This article was originally published by the North American Congress on Latin America (NACLA)
Washington has succeeded in creating an entrenched drug-war bureaucracy across Latin America. But the momentum in favor of reform is building in unexpected places.
For decades, the U.S. government has imposed its repressive drug-control policies across Latin America and the Caribbean, using diplomatic, political, and economic pressure as needed. Long-simmering resentment to this approach, combined with waning U.S. political influence, has led to a dramatic turning of the tide: Latin American countries are now driving an unprecedented international drug policy debate.

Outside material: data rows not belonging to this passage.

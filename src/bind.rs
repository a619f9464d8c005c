//! Variable binding: turn the free symbols of a path template into concrete
//! local names, namespace URIs and comparison values.

use crate::path::PathTemplate;
use crate::registry::Registry;
use crate::token::TokenResolver;
use std::borrow::Cow;
use std::collections::{BTreeMap, BTreeSet};
use std::fmt;
use thiserror::Error;

/// Typed key of a [`VariableMap`].
#[derive(Debug, Clone, PartialEq, Eq, PartialOrd, Ord, Hash)]
pub enum Variable {
    ElementName(String),
    ElementNamespace(String),
    AttributeName(String),
    AttributeNamespace(String),
    Value(String),
}

impl fmt::Display for Variable {
    fn fmt(&self, f: &mut fmt::Formatter<'_>) -> fmt::Result {
        match self {
            Variable::ElementName(sym) => write!(f, "element name of '{sym}'"),
            Variable::ElementNamespace(sym) => write!(f, "element namespace of '{sym}'"),
            Variable::AttributeName(sym) => write!(f, "attribute name of '{sym}'"),
            Variable::AttributeNamespace(sym) => write!(f, "attribute namespace of '{sym}'"),
            Variable::Value(name) => write!(f, "value ${name}"),
        }
    }
}

#[derive(Error, Debug, Clone, PartialEq, Eq)]
pub enum BindError {
    #[error("path '{path}': unresolved {variable}")]
    UnresolvedVariable { path: String, variable: Variable },
}

/// Bound variables of one path template.
///
/// Namespace variables hold the namespace URI, or the empty string for names
/// in no namespace. `$value` names that the registry does not define stay
/// pending until [`VariableMap::with_tokens`] binds them.
#[derive(Debug, Clone, Default, PartialEq, Eq)]
pub struct VariableMap {
    values: BTreeMap<Variable, String>,
    pending: BTreeSet<String>,
}

impl VariableMap {
    pub fn new() -> Self {
        Self::default()
    }

    pub fn insert(&mut self, variable: Variable, value: impl Into<String>) {
        if let Variable::Value(name) = &variable {
            self.pending.remove(name);
        }
        self.values.insert(variable, value.into());
    }

    pub fn get(&self, variable: &Variable) -> Option<&str> {
        self.values.get(variable).map(String::as_str)
    }

    pub fn len(&self) -> usize {
        self.values.len()
    }

    pub fn is_empty(&self) -> bool {
        self.values.is_empty()
    }

    pub fn iter(&self) -> impl Iterator<Item = (&Variable, &str)> {
        self.values.iter().map(|(key, value)| (key, value.as_str()))
    }

    /// `$value` names still waiting for a token.
    pub fn pending(&self) -> impl Iterator<Item = &str> {
        self.pending.iter().map(String::as_str)
    }

    /// Bind pending `$value` names from `tokens`. Borrows `self` when nothing
    /// is pending.
    pub fn with_tokens(
        &self,
        path: &str,
        tokens: &dyn TokenResolver,
    ) -> Result<Cow<'_, VariableMap>, BindError> {
        if self.pending.is_empty() {
            return Ok(Cow::Borrowed(self));
        }
        let mut bound = self.clone();
        for name in &self.pending {
            let value = tokens
                .resolve(name)
                .ok_or_else(|| BindError::UnresolvedVariable {
                    path: path.to_string(),
                    variable: Variable::Value(name.clone()),
                })?;
            bound.insert(Variable::Value(name.clone()), value);
        }
        Ok(Cow::Owned(bound))
    }
}

/// Resolve every free variable of `template` against `registry`.
pub fn bind(registry: &Registry, template: &PathTemplate) -> Result<VariableMap, BindError> {
    let unresolved = |variable: Variable| BindError::UnresolvedVariable {
        path: template.name().to_string(),
        variable,
    };
    let ast = template.ast();
    let mut map = VariableMap::new();

    for symbol in ast.element_symbols() {
        let name = registry
            .element(symbol)
            .ok_or_else(|| unresolved(Variable::ElementName(symbol.to_string())))?;
        map.insert(Variable::ElementName(symbol.to_string()), name.local.clone());
        map.insert(
            Variable::ElementNamespace(symbol.to_string()),
            name.namespace.clone().unwrap_or_default(),
        );
    }

    for symbol in ast.attribute_symbols() {
        let name = registry
            .attribute(symbol)
            .ok_or_else(|| unresolved(Variable::AttributeName(symbol.to_string())))?;
        map.insert(Variable::AttributeName(symbol.to_string()), name.local.clone());
        map.insert(
            Variable::AttributeNamespace(symbol.to_string()),
            name.namespace.clone().unwrap_or_default(),
        );
    }

    for name in ast.value_variables() {
        match registry.value(name) {
            Some(value) => map.insert(Variable::Value(name.to_string()), value),
            None => {
                map.pending.insert(name.to_string());
            }
        }
    }

    Ok(map)
}

#[cfg(test)]
mod tests {
    use super::*;
    use crate::registry::load_from_str;
    use std::collections::HashMap;

    const REGISTRY: &str = r#"
[namespaces]
p = "http://schemas.openxmlformats.org/presentationml/2006/main"

[elements]
sld = "p:sld"
ph = "p:ph"

[attributes]
type = "type"

[values]
footerType = "ftr"

[paths]
footer = "//ph[@type = $footerType]"
byToken = "//ph[@type = $placeholderKind]"
"#;

    #[test]
    fn binds_names_namespaces_and_values() {
        let registry = load_from_str(REGISTRY).unwrap();
        let vars = bind(&registry, registry.path("footer").unwrap()).unwrap();
        assert_eq!(vars.get(&Variable::ElementName("ph".into())), Some("ph"));
        assert_eq!(
            vars.get(&Variable::ElementNamespace("ph".into())),
            Some("http://schemas.openxmlformats.org/presentationml/2006/main")
        );
        assert_eq!(vars.get(&Variable::AttributeName("type".into())), Some("type"));
        assert_eq!(vars.get(&Variable::AttributeNamespace("type".into())), Some(""));
        assert_eq!(vars.get(&Variable::Value("footerType".into())), Some("ftr"));
        assert_eq!(vars.pending().count(), 0);
    }

    #[test]
    fn binding_is_deterministic() {
        let registry = load_from_str(REGISTRY).unwrap();
        let template = registry.path("footer").unwrap();
        assert_eq!(bind(&registry, template), bind(&registry, template));
    }

    #[test]
    fn pending_values_come_from_tokens() {
        let registry = load_from_str(REGISTRY).unwrap();
        let vars = bind(&registry, registry.path("byToken").unwrap()).unwrap();
        assert_eq!(vars.pending().collect::<Vec<_>>(), ["placeholderKind"]);

        let mut tokens = HashMap::new();
        tokens.insert("placeholderKind".to_string(), "sldNum".to_string());
        let bound = vars.with_tokens("byToken", &tokens).unwrap();
        assert_eq!(
            bound.get(&Variable::Value("placeholderKind".into())),
            Some("sldNum")
        );

        let err = vars
            .with_tokens("byToken", &HashMap::<String, String>::new())
            .unwrap_err();
        assert_eq!(
            err,
            BindError::UnresolvedVariable {
                path: "byToken".to_string(),
                variable: Variable::Value("placeholderKind".to_string()),
            }
        );
    }
}
impl<'a> PatchSession<'a> {
    pub fn new(registry: &'a Registry, tokens: &'a dyn TokenResolver) -> Self {
        Self {
            registry,
            tokens,
            ids: IdAllocator::new(),
            options: ApplyOptions::default(),
        }
    }

    pub fn with_options(mut self, options: ApplyOptions) -> Self {
        self.options = options;
        self
    }

    pub fn allocator(&self) -> &IdAllocator {
        &self.ids
    }

    pub fn apply(
        &mut self,
        tree: &mut DocumentTree,
        parts: &mut dyn PartManager,
        patch: &PatchFile,
    ) -> Result<PatchReport, PatchError> {
        let mut report = PatchReport {
            name: patch.meta.name.clone(),
            outcomes: Vec::with_capacity(patch.operations.len()),
        };

        if let Some(reason) = self.version_mismatch(patch) {
            info!(patch = %patch.meta.name, %reason, "skipping patch file");
            for (index, record) in patch.operations.iter().enumerate() {
                report.outcomes.push(outcome(
                    index,
                    record,
                    OperationResult::SkippedVersion {
                        reason: reason.clone(),
                    },
                ));
            }
            return Ok(report);
        }

        for (index, record) in patch.operations.iter().enumerate() {
            match self.apply_operation(tree, parts, index, record) {
                Ok(result) => report.outcomes.push(outcome(index, record, result)),
                Err(err) => {
                    compact(tree);
                    return Err(err);
                }
            }
        }
        compact(tree);

        info!(
            patch = %patch.meta.name,
            applied = report.applied(),
            already_applied = report.already_applied(),
            skipped = report.skipped(),
            "patch file finished"
        );
        Ok(report)
    }

    /// Apply one operation. On error the tree and allocator are restored to
    /// their state before the call.
    pub fn apply_operation(
        &mut self,
        tree: &mut DocumentTree,
        parts: &mut dyn PartManager,
        index: usize,
        record: &OperationRecord,
    ) -> Result<OperationResult, PatchError> {
        let kind = record.op.kind();
        let keys = record.op.keys();
        debug!(index, %kind, target = keys.first().copied().unwrap_or(""), "applying operation");

        // ensurePart never edits this tree.
        let saved_tree = (kind != OperationKind::EnsurePart).then(|| tree.clone());
        let saved_ids = self.ids.clone();
        match self.execute(tree, parts, &record.op) {
            Ok(result) => {
                match &result {
                    OperationResult::Applied => info!(index, %kind, keys = ?keys, "applied operation"),
                    other => debug!(index, %kind, keys = ?keys, result = %other, "operation unchanged"),
                }
                Ok(result)
            }
            Err(source) => {
                if let Some(saved_tree) = saved_tree {
                    *tree = saved_tree;
                }
                self.ids = saved_ids;

                if source.is_match_failure() && (record.optional || self.options.optional_by_default) {
                    warn!(index, %kind, keys = ?keys, error = %source, "skipping optional operation");
                    return Ok(OperationResult::Skipped {
                        reason: source.to_string(),
                    });
                }
                Err(PatchError {
                    index,
                    kind,
                    keys: keys.into_iter().map(str::to_string).collect(),
                    source,
                })
            }
        }
    }

    fn version_mismatch(&self, patch: &PatchFile) -> Option<String> {
        let requirement = patch.meta.registry_version.as_deref();
        let version = self.registry.meta().version.as_deref();
        match matches_requirement(version, requirement) {
            Ok(true) => None,
            Ok(false) => Some(format!(
                "registry version {} does not satisfy registry_version {}",
                version.unwrap_or("(none)"),
                requirement.unwrap_or("").trim()
            )),
            Err(err) => Some(err.to_string()),
        }
    }

    fn execute(
        &mut self,
        tree: &mut DocumentTree,
        parts: &mut dyn PartManager,
        op: &PatchOperation,
    ) -> Result<OperationResult, EngineError> {
        match op {
            PatchOperation::Set { target, value } => self.set(tree, target, value),
            PatchOperation::Insert {
                target,
                anchor,
                payload,
                placement,
            } => self.insert(tree, target, anchor, payload, *placement),
            PatchOperation::Remove { target } => self.remove(tree, target),
            PatchOperation::EnsurePath {
                target,
                anchor,
                fragment,
                placement,
            } => self.ensure_path(tree, target, anchor, fragment, *placement),
            PatchOperation::EnsurePart { part, fragment } => self.ensure_part(parts, part, fragment),
            PatchOperation::EnsureAttr {
                target,
                attr,
                value,
            } => self.ensure_attr(tree, target, attr, value),
        }
    }

    fn select(&self, tree: &DocumentTree, key: &str) -> Result<Vec<NodeRef>, EngineError> {
        let template = self
            .registry
            .path(key)
            .ok_or_else(|| EngineError::UnknownRef {
                table: "paths",
                key: key.to_string(),
            })?;
        let vars = cache::get_or_bind(self.registry, template)?;
        let vars = vars.with_tokens(key, self.tokens)?;
        Ok(evaluate(tree, template, &vars)?)
    }

    fn select_one(&self, tree: &DocumentTree, key: &str) -> Result<NodeRef, EngineError> {
        let matches = self.select(tree, key)?;
        match matches.as_slice() {
            [] => Err(EngineError::TargetNotFound {
                key: key.to_string(),
            }),
            [node] => Ok(*node),
            _ => Err(EngineError::AmbiguousTarget {
                key: key.to_string(),
                count: matches.len(),
            }),
        }
    }

    fn select_element(&self, tree: &DocumentTree, key: &str) -> Result<NodeId, EngineError> {
        match self.select_one(tree, key)? {
            NodeRef::Element(id) => Ok(id),
            NodeRef::Attribute { .. } => Err(EngineError::InvalidTarget {
                key: key.to_string(),
                message: "expected an element, found an attribute".to_string(),
            }),
        }
    }

    fn set(
        &mut self,
        tree: &mut DocumentTree,
        target: &str,
        value: &str,
    ) -> Result<OperationResult, EngineError> {
        let node = self.select_one(tree, target)?;
        let value = substitute(value, self.tokens)?;
        if string_value(tree, node) == value {
            return Ok(OperationResult::AlreadyApplied);
        }
        match node {
            NodeRef::Element(id) => tree.set_text_content(id, &value)?,
            NodeRef::Attribute { element, index } => {
                let name = tree
                    .element(element)
                    .and_then(|el| el.attributes.get(index))
                    .map(|attr| attr.name.clone())
                    .ok_or(TreeError::NotAnElement(element))?;
                tree.set_attribute(element, name, &value)?;
            }
        }
        Ok(OperationResult::Applied)
    }

    fn insert(
        &mut self,
        tree: &mut DocumentTree,
        target: &str,
        anchor: &str,
        payload: &Payload,
        placement: Placement,
    ) -> Result<OperationResult, EngineError> {
        if !self.select(tree, target)?.is_empty() {
            return Ok(OperationResult::AlreadyApplied);
        }
        let anchor_id = self.select_element(tree, anchor)?;
        let node = match payload {
            Payload::Fragment(fragment) => {
                let template = self.fragment(fragment)?;
                instantiate(template, self.tokens, tree, &mut self.ids, self.registry)?.root
            }
            Payload::Text(value) => {
                let value = substitute(value, self.tokens)?;
                tree.create_text(value)
            }
        };
        place(tree, anchor_id, node, placement)?;
        Ok(OperationResult::Applied)
    }

    fn remove(&mut self, tree: &mut DocumentTree, target: &str) -> Result<OperationResult, EngineError> {
        let matches = self.select(tree, target)?;
        if matches.is_empty() {
            return Ok(OperationResult::AlreadyApplied);
        }
        for node in matches {
            match node {
                NodeRef::Element(id) => tree.detach(id),
                NodeRef::Attribute { element, index } => {
                    let name = tree
                        .element(element)
                        .and_then(|el| el.attributes.get(index))
                        .map(|attr| attr.name.clone());
                    if let Some(name) = name {
                        tree.remove_attribute(element, &name.local, name.namespace.as_deref());
                    }
                }
            }
        }
        Ok(OperationResult::Applied)
    }

    fn ensure_path(
        &mut self,
        tree: &mut DocumentTree,
        target: &str,
        anchor: &str,
        fragment: &str,
        placement: Placement,
    ) -> Result<OperationResult, EngineError> {
        if !self.select(tree, target)?.is_empty() {
            return Ok(OperationResult::AlreadyApplied);
        }
        let anchor_id = self.select_element(tree, anchor)?;
        let template = self.fragment(fragment)?;
        let instance = instantiate(template, self.tokens, tree, &mut self.ids, self.registry)?;
        place(tree, anchor_id, instance.root, placement)?;

        if self.select(tree, target)?.is_empty() {
            tree.detach(instance.root);
            return Err(EngineError::EnsureFailed {
                target: target.to_string(),
                fragment: fragment.to_string(),
            });
        }
        Ok(OperationResult::Applied)
    }

    fn ensure_part(
        &mut self,
        parts: &mut dyn PartManager,
        part: &str,
        fragment: &str,
    ) -> Result<OperationResult, EngineError> {
        let spec = self
            .registry
            .part(part)
            .ok_or_else(|| EngineError::UnknownRef {
                table: "parts",
                key: part.to_string(),
            })?;
        if parts.part_exists(&spec.part_name) {
            return Ok(OperationResult::AlreadyApplied);
        }
        let template = self.fragment(fragment)?;
        let body = instantiate_document(template, self.tokens, self.registry)?;
        let handle = parts.create_part(spec, body)?;
        debug!(part = %handle.part_name, relationship = ?handle.relationship_id, "ensured part");
        Ok(OperationResult::Applied)
    }

    fn ensure_attr(
        &mut self,
        tree: &mut DocumentTree,
        target: &str,
        attr: &str,
        value: &str,
    ) -> Result<OperationResult, EngineError> {
        let id = self.select_element(tree, target)?;
        let name = self
            .registry
            .attribute(attr)
            .ok_or_else(|| EngineError::UnknownRef {
                table: "attributes",
                key: attr.to_string(),
            })?
            .clone();
        let value = substitute(value, self.tokens)?;
        let current = tree
            .element(id)
            .and_then(|el| el.attribute(&name.local, name.namespace.as_deref()));
        if current == Some(value.as_str()) {
            return Ok(OperationResult::AlreadyApplied);
        }
        tree.set_attribute(id, name, &value)?;
        Ok(OperationResult::Applied)
    }

    fn fragment(&self, key: &str) -> Result<&'a FragmentTemplate, EngineError> {
        self.registry
            .fragment(key)
            .ok_or_else(|| EngineError::UnknownRef {
                table: "fragments",
                key: key.to_string(),
            })
    }
}

fn outcome(index: usize, record: &OperationRecord, result: OperationResult) -> OperationOutcome {
    OperationOutcome {
        index,
        kind: record.op.kind(),
        keys: record.op.keys().into_iter().map(str::to_string).collect(),
        result,
    }
}

fn compact(tree: &mut DocumentTree) {
    let dropped = tree.compact();
    if dropped > 0 {
        trace!(dropped, "compacted document arena");
    }
}

fn place(
    tree: &mut DocumentTree,
    anchor: NodeId,
    node: NodeId,
    placement: Placement,
) -> Result<(), EngineError> {
    match placement {
        Placement::Before => tree.insert_before(anchor, node)?,
        Placement::After => tree.insert_after(anchor, node)?,
        Placement::Prepend => tree.prepend_child(anchor, node)?,
        Placement::Append => tree.append_child(anchor, node)?,
    }
    Ok(())
}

A disconnect between U.S. drug policies at home and abroad has also played a role in motivating the opposition to U.S.-dictated drug policies. While this disconnect is most visible in state-led initiatives to create legal, regulated cannabis markets (now approved in four states and the District of Columbia), the Obama administration has also undertaken two significant domestic initiatives: It has placed greater priority on a public health approach, and has dramatically expanded access to drug treatment through the Affordable Care Act. Perhaps more significantly, Attorney General Eric Holder has spoken out forcefully on the need to rethink harsh sentencing policies that have filled U.S. jails with low-level, non-violent drug offenders and the enormous cost paid by those individuals, their families, and communities.